ARTIFACTORY: Bypass proxy from router service

ARTIFACTORY: Bypass proxy from router service

AuthorFullName__c
Jayanth Suresh
articleNumber
000005502
ft:sourceType
Salesforce
FirstPublishedDate
2022-12-14T15:54:19Z
lastModifiedDate
2023-01-22T11:07:25Z
VersionNumber
2
Problem statement: In a few cases, the Artifactory server will be configured with a proxy like zscaler,etc. So that all the requests from the server go via the proxy.
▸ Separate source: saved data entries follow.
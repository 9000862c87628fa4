//! The fixed agent kinds: LLM-driven, custom closures, and workflow
//! compositions. All compose through the [`Agent`] contract.

mod custom;
mod llm;
mod workflow;

pub use custom::{CustomAgent, RunFn};
pub use llm::LlmAgent;
pub use workflow::{LoopAgent, ParallelAgent, SequentialAgent};

use arbor_contract::{Agent, CallbackContext, Content, Event};
use std::sync::Arc;

/// Synchronous agent-boundary callback. The first callback returning
/// content short-circuits its boundary; state writes land in the
/// callback's actions buffer either way.
pub type AgentCallback = Arc<dyn Fn(&mut CallbackContext) -> Option<Content> + Send + Sync>;

/// Run the plugin `before_agent` fold, then the agent's own callbacks, in
/// order; the first non-`None` content wins.
pub(crate) async fn resolve_before_agent(
    agent: &dyn Agent,
    callbacks: &[AgentCallback],
    ctx: &mut CallbackContext,
) -> Option<Content> {
    let chain = ctx.invocation().plugins.clone();
    if let Some(content) = chain.before_agent(agent, ctx).await {
        return Some(content);
    }
    callbacks.iter().find_map(|cb| cb(ctx))
}

/// Same fold at the AFTER boundary.
pub(crate) async fn resolve_after_agent(
    agent: &dyn Agent,
    callbacks: &[AgentCallback],
    ctx: &mut CallbackContext,
) -> Option<Content> {
    let chain = ctx.invocation().plugins.clone();
    if let Some(content) = chain.after_agent(agent, ctx).await {
        return Some(content);
    }
    callbacks.iter().find_map(|cb| cb(ctx))
}

/// Synthetic event produced when a callback boundary short-circuits,
/// carrying the callback's accumulated actions.
pub(crate) fn callback_event(
    agent_name: &str,
    ctx: &mut CallbackContext,
    content: Content,
) -> Event {
    let invocation_id = ctx.invocation_id().to_string();
    let branch = ctx.invocation().branch.clone();
    Event::new(agent_name)
        .with_content(content)
        .with_actions(ctx.take_actions())
        .with_invocation(invocation_id)
        .with_branch(branch)
}
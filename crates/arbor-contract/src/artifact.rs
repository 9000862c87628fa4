//! Artifact service contract: versioned named blobs per session.

use crate::content::Part;
use async_trait::async_trait;
use thiserror::Error;

/// Filenames with this prefix are stored under the sentinel session id
/// [`USER_ARTIFACT_SESSION_ID`] and are visible across all of a user's
/// sessions within the app.
pub const USER_FILENAME_PREFIX: &str = "user:";

/// Sentinel session id backing `user:`-scoped artifacts.
pub const USER_ARTIFACT_SESSION_ID: &str = "user";

/// Artifact service failures.
#[derive(Debug, Clone, Error)]
pub enum ArtifactServiceError {
    #[error("artifact not found: {0}")]
    NotFound(String),

    #[error("invalid artifact filename: {0}")]
    InvalidFilename(String),

    #[error("artifact service not configured")]
    NotConfigured,
}

/// Reject filenames containing path separators.
pub fn validate_filename(filename: &str) -> Result<(), ArtifactServiceError> {
    if filename.contains('/') || filename.contains('\\') {
        return Err(ArtifactServiceError::InvalidFilename(filename.to_string()));
    }
    Ok(())
}

/// Versioned blob storage keyed by `(app_name, user_id, session_id,
/// filename, version)`. Versions are 1-based; `None` or `Some(0)` on load
/// means "latest".
#[async_trait]
pub trait ArtifactService: Send + Sync {
    /// Store a new version; returns the version number assigned.
    async fn save_artifact(
        &self,
        app_name: &str,
        user_id: &str,
        session_id: &str,
        filename: &str,
        part: Part,
    ) -> Result<u64, ArtifactServiceError>;

    /// Load a version (or the latest). `Ok(None)` when the artifact or the
    /// requested version does not exist.
    async fn load_artifact(
        &self,
        app_name: &str,
        user_id: &str,
        session_id: &str,
        filename: &str,
        version: Option<u64>,
    ) -> Result<Option<Part>, ArtifactServiceError>;

    /// Remove an artifact and all its versions. Idempotent.
    async fn delete_artifact(
        &self,
        app_name: &str,
        user_id: &str,
        session_id: &str,
        filename: &str,
    ) -> Result<(), ArtifactServiceError>;

    /// Filenames visible to the session, including `user:`-scoped ones.
    async fn list_artifact_keys(
        &self,
        app_name: &str,
        user_id: &str,
        session_id: &str,
    ) -> Result<Vec<String>, ArtifactServiceError>;

    /// Version numbers stored for a filename, ascending.
    async fn list_versions(
        &self,
        app_name: &str,
        user_id: &str,
        session_id: &str,
        filename: &str,
    ) -> Result<Vec<u64>, ArtifactServiceError>;
}
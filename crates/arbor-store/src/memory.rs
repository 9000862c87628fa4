//! In-memory long-term memory with keyword search.

use arbor_contract::{MemoryEntry, MemoryService, MemoryServiceError, Session};
use async_trait::async_trait;
use std::collections::HashMap;

/// Reference memory backend: stores event contents per (app, user) and
/// answers queries by case-insensitive word matching.
#[derive(Default)]
pub struct InMemoryMemoryService {
    inner: tokio::sync::RwLock<HashMap<(String, String), Vec<MemoryEntry>>>,
}

impl InMemoryMemoryService {
    pub fn new() -> Self {
        Self::default()
    }
}

#[async_trait]
impl MemoryService for InMemoryMemoryService {
    async fn add_session(&self, session: &Session) -> Result<(), MemoryServiceError> {
        let entries: Vec<MemoryEntry> = session
            .events
            .iter()
            .filter_map(|event| {
                let content = event.content.clone()?;
                if content.text().is_empty() {
                    return None;
                }
                Some(MemoryEntry {
                    content,
                    author: event.author.clone(),
                    timestamp: Some(event.timestamp),
                })
            })
            .collect();

        let mut inner = self.inner.write().await;
        inner
            .entry((session.app_name.clone(), session.user_id.clone()))
            .or_default()
            .extend(entries);
        Ok(())
    }

    async fn search(
        &self,
        app_name: &str,
        user_id: &str,
        query: &str,
    ) -> Result<Vec<MemoryEntry>, MemoryServiceError> {
        let words: Vec<String> = query
            .split_whitespace()
            .map(|w| w.to_lowercase())
            .collect();
        if words.is_empty() {
            return Ok(vec![]);
        }

        let inner = self.inner.read().await;
        let entries = inner
            .get(&(app_name.to_string(), user_id.to_string()))
            .map(|entries| {
                entries
                    .iter()
                    .filter(|entry| {
                        let text = entry.content.text().to_lowercase();
                        words.iter().any(|w| text.contains(w.as_str()))
                    })
                    .cloned()
                    .collect()
            })
            .unwrap_or_default();
        Ok(entries)
    }
}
In that case the Router services will have an issue and throw the below message for router health or router ping endpoints, even if we add the host IP address in the HTTP/HTTPS no_proxy.
Here the proxy configured in the Artifactory host will block the requests and sometimes the Artifactory UI is accessible but the monitoring screen in the Artifactory UI will show all services as stale:

Below message in the router health or router ping endpoint:

Command:
curl -s http://ip-address:8082/router/api/v1/system/ping

Or:
curl -s http://localhost:8082/router/api/v1/system/ping

Output:
Routing mechanism unavailable on entrypoints: external (:8082): Head "http://ip-address:8082/router/api/v1/system/ping": context deadline

Below message in the router health or router ping endpoint:

Command:
curl -s http://ip-address:8082/router/api/v1/system/health

Or:
curl -s http://localhost:8082/router/api/v1/system/health

Output: 
"router": {
		"node_id": "art",
		"state": "UNHEALTHY",
		"message": "Routing mechanism unavailable on entrypoints: external (:8082): Head \"http://ip-address:8082/router/api/v1/system/ping\": context deadline exceeded"
	},

Below message in the router service logs:
2022-11-08T09:37:03.528Z [jfrou] [WARN ] [4c1af60fceddf46a] [ernal_topology_verifier.go:105] [main        ] - Failed pinging external node 'art1' at address 'http://ip-address:8082': Get "http://ip-address0:8082/router/api/v1/system/ping": context deadline exceeded

Cause: This is due to the router ping/health REST API request are getting failed with the above message.

Solution:
So to overcome this issue we need to add the list of target hosts IP-address to communicate directly to the hosts bypassing the proxy. We need to add the below configuration in the system.yaml file ($JFROG_HOME/var/etc location) and perform an Artifactory restart.
router:
   proxy:
       ignoredHosts:
       - "<current-node-private-IP-address>"
       - "<other-node-private-IP-address>"

Note: "localhost" will always be added to this list automatically.